(Collected data entries)
=====

// SPDX-License-Identifier: MPL-2.0
//! Toast rendering: a pure projection of host state.
//!
//! The card is a row of `[texts][close]` on a kind-colored background.
//! Entrance and exit are rendered from the host's animation progress as
//! a short slide from the anchored edge combined with a fade.

use super::host::{ActiveToast, Host};
use super::request::{ToastKind, ToastPosition};
use super::router::SurfaceId;
use crate::ui::design_tokens::{opacity, palette, radius, shadow, sizing, spacing, typography};
use iced::widget::{button, container, mouse_area, text, Column, Container, Row, Text};
use iced::{alignment, Background, Border, Color, Element, Length, Padding, Shadow, Theme};
use std::time::Instant;

/// Distance (logical px) a toast travels while entering or exiting.
const SLIDE_DISTANCE: f32 = 24.0;

/// Character budget per rendered line at body size inside the card.
const CHARS_PER_LINE: usize = 38;

/// Messages emitted by rendered toasts.
#[derive(Debug, Clone)]
pub enum Event {
    /// The toast body was pressed.
    Pressed(SurfaceId),
    /// The close affordance was pressed.
    CloseRequested(SurfaceId),
}

pub struct Toast;

impl Toast {
    /// Renders the toast layer for one surface, anchored to the edge the
    /// active request asked for. Returns `None` while the host is
    /// hidden.
    pub fn view_layer(
        host: &Host,
        surface: SurfaceId,
        keyboard_offset: f32,
    ) -> Option<Element<'_, Event>> {
        Self::view_layer_at(host, surface, keyboard_offset, Instant::now())
    }

    /// Same as [`Self::view_layer`] with an explicit clock, so animation
    /// framing is testable.
    pub fn view_layer_at(
        host: &Host,
        surface: SurfaceId,
        keyboard_offset: f32,
        now: Instant,
    ) -> Option<Element<'_, Event>> {
        let active = host.active()?;
        let progress = host.progress_at(now);
        let card = Self::view(active, surface, progress);

        let slide = (1.0 - progress) * SLIDE_DISTANCE;
        let layer = match active.position() {
            ToastPosition::Top => Container::new(card)
                .align_y(alignment::Vertical::Top)
                .padding(Padding {
                    top: (spacing::MD - slide).max(0.0),
                    right: spacing::SM,
                    bottom: 0.0,
                    left: spacing::SM,
                }),
            ToastPosition::Bottom => Container::new(card)
                .align_y(alignment::Vertical::Bottom)
                .padding(Padding {
                    top: 0.0,
                    right: spacing::SM,
                    bottom: (spacing::MD + keyboard_offset - slide).max(0.0),
                    left: spacing::SM,
                }),
        };

        Some(
            layer
                .width(Length::Fill)
                .height(Length::Fill)
                .align_x(alignment::Horizontal::Center)
                .into(),
        )
    }

    /// Renders a single toast card at the given animation progress.
    pub fn view<'a>(active: &'a ActiveToast, surface: SurfaceId, progress: f32) -> Element<'a, Event> {
        let accent = kind_color(active.kind());

        let primary = Text::new(clamp_lines(
            active.primary_text(),
            active.primary_max_lines(),
            CHARS_PER_LINE,
        ))
        .size(typography::BODY)
        .style(move |_theme: &Theme| text::Style {
            color: Some(faded(palette::WHITE, progress)),
        });

        let mut texts = Column::new().spacing(spacing::XXS).push(primary);
        if let Some(secondary) = active.secondary_text() {
            texts = texts.push(
                Text::new(clamp_lines(
                    secondary,
                    active.secondary_max_lines(),
                    CHARS_PER_LINE,
                ))
                .size(typography::BODY_SM)
                .style(move |_theme: &Theme| text::Style {
                    color: Some(faded(
                        Color {
                            a: opacity::TEXT_SECONDARY,
                            ..palette::WHITE
                        },
                        progress,
                    )),
                }),
            );
        }

        let close_glyph = Container::new(Text::new("\u{2715}").size(sizing::ICON_SM).style(
            move |_theme: &Theme| text::Style {
                color: Some(faded(palette::WHITE, progress)),
            },
        ))
        .width(Length::Fill)
        .height(Length::Fill)
        .align_x(alignment::Horizontal::Center)
        .align_y(alignment::Vertical::Center);

        let dismiss_button = button(close_glyph)
            .width(Length::Fixed(sizing::TOAST_CLOSE_BUTTON))
            .height(Length::Fixed(sizing::TOAST_CLOSE_BUTTON))
            .padding(0.0)
            .on_press(Event::CloseRequested(surface))
            .style(close_button_style(progress));

        let content = Row::new()
            .spacing(spacing::XS)
            .align_y(alignment::Vertical::Center)
            .push(Container::new(texts).width(Length::Fill))
            .push(dismiss_button);

        let card = Container::new(content)
            .width(Length::Fixed(sizing::TOAST_WIDTH))
            .padding(Padding {
                top: spacing::SM,
                right: spacing::XXS,
                bottom: spacing::SM,
                left: spacing::MD,
            })
            .style(move |_theme: &Theme| card_style(accent, progress));

        mouse_area(card).on_press(Event::Pressed(surface)).into()
    }
}

fn kind_color(kind: ToastKind) -> Color {
    match kind {
        ToastKind::Default => palette::NEUTRAL_600,
        ToastKind::Error => palette::ERROR_500,
    }
}

fn faded(color: Color, alpha: f32) -> Color {
    Color {
        a: color.a * alpha,
        ..color
    }
}

fn card_style(accent: Color, progress: f32) -> container::Style {
    container::Style {
        background: Some(Background::Color(faded(accent, progress))),
        border: Border {
            color: Color::TRANSPARENT,
            width: 0.0,
            radius: radius::TOAST.into(),
        },
        shadow: Shadow {
            color: faded(shadow::MD.color, opacity::OVERLAY_MEDIUM * progress),
            ..shadow::MD
        },
        text_color: Some(faded(palette::WHITE, progress)),
        ..container::Style::default()
    }
}

fn close_button_style(progress: f32) -> impl Fn(&Theme, button::Status) -> button::Style {
    move |_theme: &Theme, status: button::Status| {
        let background = match status {
            button::Status::Hovered | button::Status::Pressed => Some(Background::Color(Color {
                a: opacity::OVERLAY_SUBTLE * progress,
                ..palette::WHITE
            })),
            _ => None,
        };

        button::Style {
            background,
            text_color: faded(palette::WHITE, progress),
            border: Border {
                radius: radius::FULL.into(),
                ..Border::default()
            },
            shadow: shadow::NONE,
            snap: true,
        }
    }
}

/// Clamps `text` to at most `max_lines` rendered lines given a
/// character budget per line, appending an ellipsis when truncated.
fn clamp_lines(text: &str, max_lines: usize, chars_per_line: usize) -> String {
    let budget = max_lines.max(1) * chars_per_line;
    if text.chars().count() <= budget {
        return text.to_string();
    }
    let clipped: String = text.chars().take(budget.saturating_sub(1)).collect();
    format!("{}…", clipped.trim_end())
}

#[cfg(test)]
mod tests {
    use super::*;
    use crate::ui::toast::{HostDefaults, ToastRequest};
    use std::time::Instant;

    const SURFACE: SurfaceId = SurfaceId::new("test");

    #[test]
    fn clamp_lines_keeps_short_text() {
        assert_eq!(clamp_lines("short", 1, 38), "short");
    }

    #[test]
    fn clamp_lines_truncates_with_ellipsis() {
        let long = "x".repeat(100);
        let clamped = clamp_lines(&long, 2, 38);
        assert!(clamped.ends_with('…'));
        assert_eq!(clamped.chars().count(), 2 * 38);
    }

    #[test]
    fn clamp_lines_treats_zero_as_one_line() {
        let long = "y".repeat(100);
        let clamped = clamp_lines(&long, 0, 38);
        assert_eq!(clamped.chars().count(), 38);
    }

    #[test]
    fn hidden_host_renders_no_layer() {
        let host = Host::new();
        assert!(Toast::view_layer_at(&host, SURFACE, 12.0, Instant::now()).is_none());
    }

    #[test]
    fn shown_host_renders_a_layer() {
        let now = Instant::now();
        let mut host = Host::new();
        host.show(ToastRequest::new("hello"), &HostDefaults::default(), now);
        assert!(Toast::view_layer_at(&host, SURFACE, 12.0, now).is_some());
    }

    #[test]
    fn kind_colors_are_distinct() {
        assert_ne!(kind_color(ToastKind::Default), kind_color(ToastKind::Error));
    }
}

=====

The problem:
Could you reproduce all of the entries above exactly?

Exercise output:
// SPDX-License-Identifier: MPL-2.0
//! Toast rendering: a pure projection of host state.
//!
//! The card is a row of `[texts][close]` on a kind-colored background.
//! Entrance and exit are rendered from the host's animation progress as
//! a short slide from the anchored edge combined with a fade.

use super::host::{ActiveToast, Host};
use super::request::{ToastKind, ToastPosition};
use super::router::SurfaceId;
use crate::ui::design_tokens::{opacity, palette, radius, shadow, sizing, spacing, typography};
use iced::widget::{button, container, mouse_area, text, Column, Container, Row, Text};
use iced::{alignment, Background, Border, Color, Element, Length, Padding, Shadow, Theme};
use std::time::Instant;

/// Distance (logical px) a toast travels while entering or exiting.
const SLIDE_DISTANCE: f32 = 24.0;

/// Character budget per rendered line at body size inside the card.
const CHARS_PER_LINE: usize = 38;

/// Messages emitted by rendered toasts.
#[derive(Debug, Clone)]
pub enum Event {
    /// The toast body was pressed.
    Pressed(SurfaceId),
    /// The close affordance was pressed.
    CloseRequested(SurfaceId),
}

pub struct Toast;

impl Toast {
    /// Renders the toast layer for one surface, anchored to the edge the
    /// active request asked for. Returns `None` while the host is
    /// hidden.
    pub fn view_layer(
        host: &Host,
        surface: SurfaceId,
        keyboard_offset: f32,
    ) -> Option<Element<'_, Event>> {
        Self::view_layer_at(host, surface, keyboard_offset, Instant::now())
    }

    /// Same as [`Self::view_layer`] with an explicit clock, so animation
    /// framing is testable.
    pub fn view_layer_at(
        host: &Host,
        surface: SurfaceId,
        keyboard_offset: f32,
        now: Instant,
    ) -> Option<Element<'_, Event>> {
        let active = host.active()?;
        let progress = host.progress_at(now);
        let card = Self::view(active, surface, progress);

        let slide = (1.0 - progress) * SLIDE_DISTANCE;
        let layer = match active.position() {
            ToastPosition::Top => Container::new(card)
                .align_y(alignment::Vertical::Top)
                .padding(Padding {
                    top: (spacing::MD - slide).max(0.0),
                    right: spacing::SM,
                    bottom: 0.0,
                    left: spacing::SM,
                }),
            ToastPosition::Bottom => Container::new(card)
                .align_y(alignment::Vertical::Bottom)
                .padding(Padding {
                    top: 0.0,
                    right: spacing::SM,
                    bottom: (spacing::MD + keyboard_offset - slide).max(0.0),
                    left: spacing::SM,
                }),
        };

        Some(
            layer
                .width(Length::Fill)
                .height(Length::Fill)
                .align_x(alignment::Horizontal::Center)
                .into(),
        )
    }

    /// Renders a single toast card at the given animation progress.
    pub fn view<'a>(active: &'a ActiveToast, surface: SurfaceId, progress: f32) -> Element<'a, Event> {
        let accent = kind_color(active.kind());

        let primary = Text::new(clamp_lines(
            active.primary_text(),
            active.primary_max_lines(),
            CHARS_PER_LINE,
        ))
        .size(typography::BODY)
        .style(move |_theme: &Theme| text::Style {
            color: Some(faded(palette::WHITE, progress)),
        });

        let mut texts = Column::new().spacing(spacing::XXS).push(primary);
        if let Some(secondary) = active.secondary_text() {
            texts = texts.push(
                Text::new(clamp_lines(
                    secondary,
                    active.secondary_max_lines(),
                    CHARS_PER_LINE,
                ))
                .size(typography::BODY_SM)
                .style(move |_theme: &Theme| text::Style {
                    color: Some(faded(
                        Color {
                            a: opacity::TEXT_SECONDARY,
                            ..palette::WHITE
                        },
                        progress,
                    )),
                }),
            );
        }

        let close_glyph = Container::new(Text::new("\u{2715}").size(sizing::ICON_SM).style(
            move |_theme: &Theme| text::Style {
                color: Some(faded(palette::WHITE, progress)),
            },
        ))
        .width(Length::Fill)
        .height(Length::Fill)
        .align_x(alignment::Horizontal::Center)
        .align_y(alignment::Vertical::Center);

        let dismiss_button = button(close_glyph)
            .width(Length::Fixed(sizing::TOAST_CLOSE_BUTTON))
            .height(Length::Fixed(sizing::TOAST_CLOSE_BUTTON))
            .padding(0.0)
            .on_press(Event::CloseRequested(surface))
            .style(close_button_style(progress));

        let content = Row::new()
            .spacing(spacing::XS)
            .align_y(alignment::Vertical::Center)
            .push(Container::new(texts).width(Length::Fill))
            .push(dismiss_button);

        let card = Container::new(content)
            .width(Length::Fixed(sizing::TOAST_WIDTH))
            .padding(Padding {
                top: spacing::SM,
                right: spacing::XXS,
                bottom: spacing::SM,
                left: spacing::MD,
            })
            .style(move |_theme: &Theme| card_style(accent, progress));

        mouse_area(card).on_press(Event::Pressed(surface)).into()
    }
}

fn kind_color(kind: ToastKind) -> Color {
    match kind {
        ToastKind::Default => palette::NEUTRAL_600,
        ToastKind::Error => palette::ERROR_500,
    }
}

fn faded(color: Color, alpha: f32) -> Color {
    Color {
        a: color.a * alpha,
        ..color
    }
}

fn card_style(accent: Color, progress: f32) -> container::Style {
    container::Style {
        background: Some(Background::Color(faded(accent, progress))),
        border: Border {
            color: Color::TRANSPARENT,
            width: 0.0,
            radius: radius::TOAST.into(),
        },
        shadow: Shadow {
            color: faded(shadow::MD.color, opacity::OVERLAY_MEDIUM * progress),
            ..shadow::MD
        },
        text_color: Some(faded(palette::WHITE, progress)),
        ..container::Style::default()
    }
}

fn close_button_style(progress: f32) -> impl Fn(&Theme, button::Status) -> button::Style {
    move |_theme: &Theme, status: button::Status| {
        let background = match status {
            button::Status::Hovered | button::Status::Pressed => Some(Background::Color(Color {
                a: opacity::OVERLAY_SUBTLE * progress,
                ..palette::WHITE
            })),
            _ => None,
        };

        button::Style {
            background,
            text_color: faded(palette::WHITE, progress),
            border: Border {
                radius: radius::FULL.into(),
                ..Border::default()
            },
            shadow: shadow::NONE,
            snap: true,
        }
    }
}

/// Clamps `text` to at most `max_lines` rendered lines given a
/// character budget per line, appending an ellipsis when truncated.
fn clamp_lines(text: &str, max_lines: usize, chars_per_line: usize) -> String {
    let budget = max_lines.max(1) * chars_per_line;
    if text.chars().count() <= budget {
        return text.to_string();
    }
    let clipped: String = text.chars().take(budget.saturating_sub(1)).collect();
    format!("{}…", clipped.trim_end())
}

#[cfg(test)]
mod tests {
    use super::*;
    use crate::ui::toast::{HostDefaults, ToastRequest};
    use std::time::Instant;

    const SURFACE: SurfaceId = SurfaceId::new("test");

    #[test]
    fn clamp_lines_keeps_short_text() {
        assert_eq!(clamp_lines("short", 1, 38), "short");
    }

    #[test]
    fn clamp_lines_truncates_with_ellipsis() {
        let long = "x".repeat(100);
        let clamped = clamp_lines(&long, 2, 38);
        assert!(clamped.ends_with('…'));
        assert_eq!(clamped.chars().count(), 2 * 38);
    }

    #[test]
    fn clamp_lines_treats_zero_as_one_line() {
        let long = "y".repeat(100);
        let clamped = clamp_lines(&long, 0, 38);
        assert_eq!(clamped.chars().count(), 38);
    }

    #[test]
    fn hidden_host_renders_no_layer() {
        let host = Host::new();
        assert!(Toast::view_layer_at(&host, SURFACE, 12.0, Instant::now()).is_none());
    }

    #[test]
    fn shown_host_renders_a_layer() {
        let now = Instant::now();
        let mut host = Host::new();
        host.show(ToastRequest::new("hello"), &HostDefaults::default(), now);
        assert!(Toast::view_layer_at(&host, SURFACE, 12.0, now).is_some());
    }

    #[test]
    fn kind_colors_are_distinct() {
        assert_ne!(kind_color(ToastKind::Default), kind_color(ToastKind::Error));
    }
}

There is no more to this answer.